Deep leaning auto-segmentation of tomographic datasets, repeatability and biomechanical outcomes
Abstract
Automated segmentation of three-dimensional micro-computed tomography (CT) scan data is a critical bottleneck in computational morphometrics and biomechanical modelling across musculoskeletal biology. Although advances in imaging have generated increasingly large and complex datasets, manual segmentation remains prohibitively time-consuming, while existing deep learning solutions are often application-specific and rarely validated for their impact on downstream analyses. Here we present a generalisable computational framework for automated segmentation and biomechanical validation of skeletal structures, implemented using an attention-augmented 3D U-Net architecture.
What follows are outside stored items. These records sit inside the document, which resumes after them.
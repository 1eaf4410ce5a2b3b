use chrono::{NaiveDate, NaiveDateTime};

/// Layouts tried after the fast path, in order.
const FALLBACK_FORMATS: &[&str] = &[
    "%Y-%m-%d %H:%M:%S%.f",
    "%Y-%m-%dT%H:%M:%S%.f",
    "%Y-%m-%dT%H:%M:%S",
    "%Y/%m/%d %H:%M:%S",
    "%m/%d/%Y %H:%M:%S",
    "%m/%d/%Y %I:%M:%S %p",
    "%Y-%m-%d %H:%M",
];

/// Fast parse of `"YYYY-MM-DD HH:MM:SS"` (or with a `T` separator) → naive timestamp.
fn parse_fixed(s: &str) -> Option<NaiveDateTime> {
    let b = s.as_bytes();
    if b.len() != 19
        || b[4] != b'-'
        || b[7] != b'-'
        || !(b[10] == b' ' || b[10] == b'T')
        || b[13] != b':'
        || b[16] != b':'
    {
        return None;
    }
    let num = |range: std::ops::Range<usize>| -> Option<u32> {
        let digits = &b[range];
        if !digits.iter().all(u8::is_ascii_digit) {
            return None;
        }
        Some(digits.iter().fold(0u32, |acc, d| acc * 10 + u32::from(d - b'0')))
    };

    let year = num(0..4)? as i32;
    NaiveDate::from_ymd_opt(year, num(5..7)?, num(8..10)?)?.and_hms_opt(
        num(11..13)?,
        num(14..16)?,
        num(17..19)?,
    )
}

/// Parse the timestamp text found in TLC files into a naive (local) timestamp.
/// Returns `None` if no known layout matches.
pub fn parse_timestamp(s: &str) -> Option<NaiveDateTime> {
    if let Some(ts) = parse_fixed(s) {
        return Some(ts);
    }
    FALLBACK_FORMATS
        .iter()
        .find_map(|fmt| NaiveDateTime::parse_from_str(s, fmt).ok())
        .or_else(|| {
            NaiveDate::parse_from_str(s, "%Y-%m-%d")
                .ok()
                .and_then(|d| d.and_hms_opt(0, 0, 0))
        })
}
Using the adult zebrafish (Danio rerio) mandible as a representative case study, the network was trained on 47 manually segmented specimens and evaluated using a combined Dice-Hausdorff metric that integrates both volumetric and surface accuracy to capture biologically relevant morphology better than Dice score alone. To assess performance in a downstream biomechanical context, we directly compared automated segmentations with those produced by three expert human annotators and constructed finite element models from each. Quantitative comparisons of segmentation accuracy and statistical analyses of finite element outputs demonstrate that automated segmentations perform within the range of expert human annotations, with no systematic bias in mechanical predictions. By explicitly linking geometric accuracy to biomechanical outcomes, this work establishes an end-to-end pipeline for validating automated segmentation in computational biology. The framework will be applicable to a wide range of musculoskeletal and palaeobiological contexts, including comparative anatomy, ageing and disease studies, and fossil or incomplete specimens, where scalable and mechanically faithful segmentation is essential.